Mateusz po rozstaniu się z Chodzikiem podążył w stronę znanej sobie posady, czyli oberży Juana. Była ona tuż nad rzeką i składała się z dwóch części, jedna z nich, niby prosta szopa drewniana mieściła salę główną i rodzaj szynku, druga w niewielkiej odległości stanowiła nieduży budynek mieszkalny wraz z zabudowaniami.

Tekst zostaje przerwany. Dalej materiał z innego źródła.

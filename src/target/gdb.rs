//! GDB Remote Serial Protocol client
//!
//! Drives a simulator's GDB stub, e.g. `simulavr --gdbserver --port 1212`.
//! Only the packets the oracle needs are spoken: `?`, `g`, `G`, `m`, `M`,
//! `c`, `C`, `s`, `D` and optionally `QStartNoAckMode`.

use super::{DriverError, IoFailure, RemoteTarget, StopReason};
use crate::avr::RegisterState;
use crate::config::TargetConfig;
use log::{debug, info, warn};
use std::io::{BufRead, BufReader, Read, Write};
use std::net::{Shutdown, TcpStream};
use std::time::Duration;

/// Maximum reply payload accepted, to bound memory use
pub const MAX_PACKET_SIZE: usize = 4096;

/// Bytes moved per `m`/`M` packet. Small enough for stubs with a
/// 400-character packet buffer.
pub const MAX_TRANSFER: usize = 64;

/// Attempts before giving up on a packet the peer keeps NAKing
pub const MAX_RETRIES: u32 = 3;

/// Modulo-256 sum of the payload bytes
pub fn checksum(data: &[u8]) -> u8 {
    data.iter().fold(0u8, |acc, &b| acc.wrapping_add(b))
}

/// `$<payload>#<checksum>`
pub fn frame(payload: &str) -> String {
    format!("${}#{:02x}", payload, checksum(payload.as_bytes()))
}

pub fn encode_hex(data: &[u8]) -> String {
    use std::fmt::Write;
    let mut out = String::with_capacity(data.len() * 2);
    for b in data {
        write!(out, "{:02x}", b).unwrap();
    }
    out
}

pub fn decode_hex(text: &str) -> Result<Vec<u8>, IoFailure> {
    if text.len() % 2 != 0 {
        return Err(IoFailure::Malformed(format!("odd-length hex '{}'", text)));
    }
    if !text.bytes().all(|b| b.is_ascii_hexdigit()) {
        return Err(IoFailure::Malformed(format!("bad hex '{}'", text)));
    }
    (0..text.len())
        .step_by(2)
        .map(|i| {
            u8::from_str_radix(&text[i..i + 2], 16)
                .map_err(|_| IoFailure::Malformed(format!("bad hex '{}'", text)))
        })
        .collect()
}

/// Expand run-length encoding: `X*n` repeats `X` another `n - 29` times.
pub fn expand_rle(text: &str) -> Result<String, IoFailure> {
    if !text.contains('*') {
        return Ok(text.to_string());
    }

    let bytes = text.as_bytes();
    let mut out = String::with_capacity(text.len() * 2);
    let mut i = 0;
    while i < bytes.len() {
        if bytes[i] == b'*' {
            let prev = out.chars().last();
            let count = bytes.get(i + 1).copied();
            match (prev, count) {
                (Some(c), Some(n)) if n >= 29 => {
                    for _ in 0..(n - 29) {
                        out.push(c);
                    }
                    i += 2;
                }
                _ => return Err(IoFailure::Malformed(format!("bad run length in '{}'", text))),
            }
        } else {
            out.push(bytes[i] as char);
            i += 1;
        }
    }
    Ok(out)
}

/// Decode `Sxx`, `Txx...`, `Wxx` and `Xxx` stop replies.
pub fn parse_stop_reply(reply: &str) -> Result<StopReason, IoFailure> {
    if is_error_reply(reply) {
        return Err(IoFailure::ErrorReply(reply.to_string()));
    }

    let code = reply
        .get(1..3)
        .and_then(|h| u8::from_str_radix(h, 16).ok())
        .ok_or_else(|| IoFailure::Malformed(format!("stop reply '{}'", reply)))?;

    match reply.as_bytes()[0] {
        b'S' | b'T' => Ok(StopReason::Signal(code)),
        b'W' => Ok(StopReason::Exited(code)),
        b'X' => Ok(StopReason::Terminated(code)),
        _ => Err(IoFailure::Malformed(format!("stop reply '{}'", reply))),
    }
}

/// `Exx`. Data replies are always an even number of hex digits, so a
/// three-character reply starting with `E` is unambiguous.
fn is_error_reply(reply: &str) -> bool {
    reply.len() == 3
        && reply.starts_with('E')
        && reply[1..].bytes().all(|b| b.is_ascii_hexdigit())
}

fn expect_ok(reply: String) -> Result<(), IoFailure> {
    match reply.as_str() {
        "OK" => Ok(()),
        "" => Err(IoFailure::Malformed("command not supported by stub".to_string())),
        r if is_error_reply(r) => Err(IoFailure::ErrorReply(reply)),
        _ => Err(IoFailure::Malformed(format!("expected OK, got '{}'", reply))),
    }
}

fn check_data(reply: String) -> Result<String, IoFailure> {
    if is_error_reply(&reply) {
        Err(IoFailure::ErrorReply(reply))
    } else {
        Ok(reply)
    }
}

enum Ack {
    Ok,
    Nak,
}

struct Connection {
    reader: BufReader<TcpStream>,
    writer: TcpStream,
}

impl Connection {
    fn read_byte(&mut self) -> Result<u8, IoFailure> {
        let mut buf = [0u8; 1];
        match self.reader.read_exact(&mut buf) {
            Ok(()) => Ok(buf[0]),
            Err(e) if e.kind() == std::io::ErrorKind::UnexpectedEof => Err(IoFailure::Closed),
            Err(e) => Err(e.into()),
        }
    }

    fn write_raw(&mut self, data: &[u8]) -> Result<(), IoFailure> {
        self.writer.write_all(data)?;
        self.writer.flush()?;
        Ok(())
    }

    /// Wait for `+`/`-`. A reply that starts without an acknowledgement
    /// counts as acknowledged and is left in the buffer.
    fn read_ack(&mut self) -> Result<Ack, IoFailure> {
        loop {
            let next = {
                let buf = self.reader.fill_buf()?;
                if buf.is_empty() {
                    return Err(IoFailure::Closed);
                }
                buf[0]
            };
            match next {
                b'$' => return Ok(Ack::Ok),
                b'+' => {
                    self.reader.consume(1);
                    return Ok(Ack::Ok);
                }
                b'-' => {
                    self.reader.consume(1);
                    return Ok(Ack::Nak);
                }
                _ => self.reader.consume(1),
            }
        }
    }
}

/// A session with a remote GDB stub.
///
/// The connection is released by `close()` or, on any other exit path, by
/// `Drop`. After a failed exchange the session is poisoned: the stream may
/// be out of sync, so `Drop` only shuts the socket down.
pub struct GdbRemote {
    conn: Option<Connection>,
    peer: String,
    no_ack_mode: bool,
    poisoned: bool,
}

impl GdbRemote {
    pub fn connect(config: &TargetConfig) -> Result<Self, DriverError> {
        let addr = format!("{}:{}", config.host, config.port);
        let connection_error = |source| DriverError::Connection {
            addr: addr.clone(),
            source,
        };

        let stream = TcpStream::connect(&addr).map_err(connection_error)?;
        stream
            .set_read_timeout(config.io_timeout_ms.map(Duration::from_millis))
            .map_err(connection_error)?;
        stream.set_nodelay(true).ok();
        let writer = stream.try_clone().map_err(connection_error)?;

        let mut remote = Self {
            conn: Some(Connection {
                reader: BufReader::new(stream),
                writer,
            }),
            peer: addr.clone(),
            no_ack_mode: false,
            poisoned: false,
        };
        remote
            .handshake(config.no_ack)
            .map_err(DriverError::io("handshaking"))?;

        info!("connected to target at {}", addr);
        Ok(remote)
    }

    pub fn peer(&self) -> &str {
        &self.peer
    }

    pub fn no_ack_mode(&self) -> bool {
        self.no_ack_mode
    }

    fn handshake(&mut self, negotiate_no_ack: bool) -> Result<(), IoFailure> {
        if negotiate_no_ack {
            let reply = self.transact("QStartNoAckMode")?;
            if reply == "OK" {
                self.no_ack_mode = true;
            } else {
                debug!("stub declined no-ack mode");
            }
        }
        let reply = self.transact("?")?;
        let reason = parse_stop_reply(&reply)?;
        debug!("initial stop: {}", reason);
        Ok(())
    }

    /// Send a command and return the expanded reply payload.
    fn transact(&mut self, payload: &str) -> Result<String, IoFailure> {
        let result = self.exchange(payload);
        if result.is_err() {
            self.poisoned = true;
        }
        result
    }

    fn exchange(&mut self, payload: &str) -> Result<String, IoFailure> {
        let no_ack = self.no_ack_mode;
        let conn = self.conn.as_mut().ok_or(IoFailure::NotConnected)?;
        let packet = frame(payload);

        debug!("-> {}", payload);
        let mut delivered = false;
        for attempt in 1..=MAX_RETRIES {
            conn.write_raw(packet.as_bytes())?;
            if no_ack {
                delivered = true;
                break;
            }
            match conn.read_ack()? {
                Ack::Ok => {
                    delivered = true;
                    break;
                }
                Ack::Nak => warn!("target NAKed '{}' (attempt {})", payload, attempt),
            }
        }
        if !delivered {
            return Err(IoFailure::Rejected(MAX_RETRIES));
        }

        let reply = Self::receive_packet(conn, no_ack)?;
        debug!("<- {}", reply);
        expand_rle(&reply)
    }

    fn receive_packet(conn: &mut Connection, no_ack: bool) -> Result<String, IoFailure> {
        for _ in 0..MAX_RETRIES {
            // Look for packet start, skipping stray acknowledgements
            while conn.read_byte()? != b'$' {}

            let mut data = Vec::new();
            loop {
                let b = conn.read_byte()?;
                if b == b'#' {
                    break;
                }
                if data.len() >= MAX_PACKET_SIZE {
                    return Err(IoFailure::Oversized(MAX_PACKET_SIZE));
                }
                data.push(b);
            }

            let received = [conn.read_byte()?, conn.read_byte()?];
            let received = std::str::from_utf8(&received)
                .ok()
                .and_then(|s| u8::from_str_radix(s, 16).ok())
                .ok_or_else(|| IoFailure::Malformed("checksum digits".to_string()))?;

            if received == checksum(&data) {
                if !no_ack {
                    conn.write_raw(b"+")?;
                }
                return String::from_utf8(data)
                    .map_err(|_| IoFailure::Malformed("non-UTF-8 payload".to_string()));
            }

            warn!("reply checksum mismatch, requesting retransmission");
            if no_ack {
                return Err(IoFailure::Malformed("checksum mismatch".to_string()));
            }
            conn.write_raw(b"-")?;
        }
        Err(IoFailure::Malformed(format!(
            "reply failed checksum {} times",
            MAX_RETRIES
        )))
    }

    fn stop_command(&mut self, payload: &str) -> Result<StopReason, IoFailure> {
        let reply = self.transact(payload)?;
        parse_stop_reply(&reply)
    }
}

impl RemoteTarget for GdbRemote {
    fn read_memory(&mut self, addr: u32, len: usize) -> Result<Vec<u8>, IoFailure> {
        let mut out = Vec::with_capacity(len);
        let mut offset = 0;
        while offset < len {
            let n = MAX_TRANSFER.min(len - offset);
            let at = addr.wrapping_add(offset as u32);
            let reply = check_data(self.transact(&format!("m{:x},{:x}", at, n))?)?;
            let chunk = decode_hex(&reply)?;
            if chunk.len() != n {
                return Err(IoFailure::Malformed(format!(
                    "read of {} bytes at {:#x} returned {}",
                    n,
                    at,
                    chunk.len()
                )));
            }
            out.extend_from_slice(&chunk);
            offset += n;
        }
        Ok(out)
    }

    fn write_memory(&mut self, addr: u32, data: &[u8]) -> Result<(), IoFailure> {
        for (i, chunk) in data.chunks(MAX_TRANSFER).enumerate() {
            let at = addr.wrapping_add((i * MAX_TRANSFER) as u32);
            let cmd = format!("M{:x},{:x}:{}", at, chunk.len(), encode_hex(chunk));
            expect_ok(self.transact(&cmd)?)?;
        }
        Ok(())
    }

    fn read_registers(&mut self) -> Result<RegisterState, IoFailure> {
        let reply = check_data(self.transact("g")?)?;
        Ok(RegisterState::from_wire_hex(&reply)?)
    }

    fn write_registers(&mut self, state: &RegisterState) -> Result<(), IoFailure> {
        expect_ok(self.transact(&format!("G{}", state.to_wire_hex()))?)
    }

    fn resume(&mut self, signal: Option<u8>) -> Result<StopReason, IoFailure> {
        match signal {
            Some(sig) => self.stop_command(&format!("C{:02x}", sig)),
            None => self.stop_command("c"),
        }
    }

    fn step(&mut self) -> Result<StopReason, IoFailure> {
        self.stop_command("s")
    }

    fn close(&mut self) -> Result<(), IoFailure> {
        if self.conn.is_none() {
            return Ok(());
        }

        let detached = if self.poisoned {
            Ok(())
        } else {
            // Any reply will do; some stubs answer `D` with an empty packet.
            self.transact("D").map(|_| ())
        };

        if let Some(conn) = self.conn.take() {
            conn.writer.shutdown(Shutdown::Both).ok();
        }
        info!("disconnected from {}", self.peer);
        detached
    }
}

impl Drop for GdbRemote {
    fn drop(&mut self) {
        if let Some(mut conn) = self.conn.take() {
            if !self.poisoned {
                // Best effort: never wait for the reply here.
                conn.write_raw(frame("D").as_bytes()).ok();
            }
            conn.writer.shutdown(Shutdown::Both).ok();
            debug!("released connection to {}", self.peer);
        }
    }
}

Szynk używał najgorszej reputacji: zbierali się tutaj włóczędzy podmiejscy, wśród których nie brakło zawodowych „bandidos“, ukrywających się przed „alguazilami“, t. j. urzędnikami sądowymi, oraz zwykłych rzezimieszków. W głównej posadzie był „hotel“, gdzie zatrzymywali się przejezdni tej samej przeważnie kategorji.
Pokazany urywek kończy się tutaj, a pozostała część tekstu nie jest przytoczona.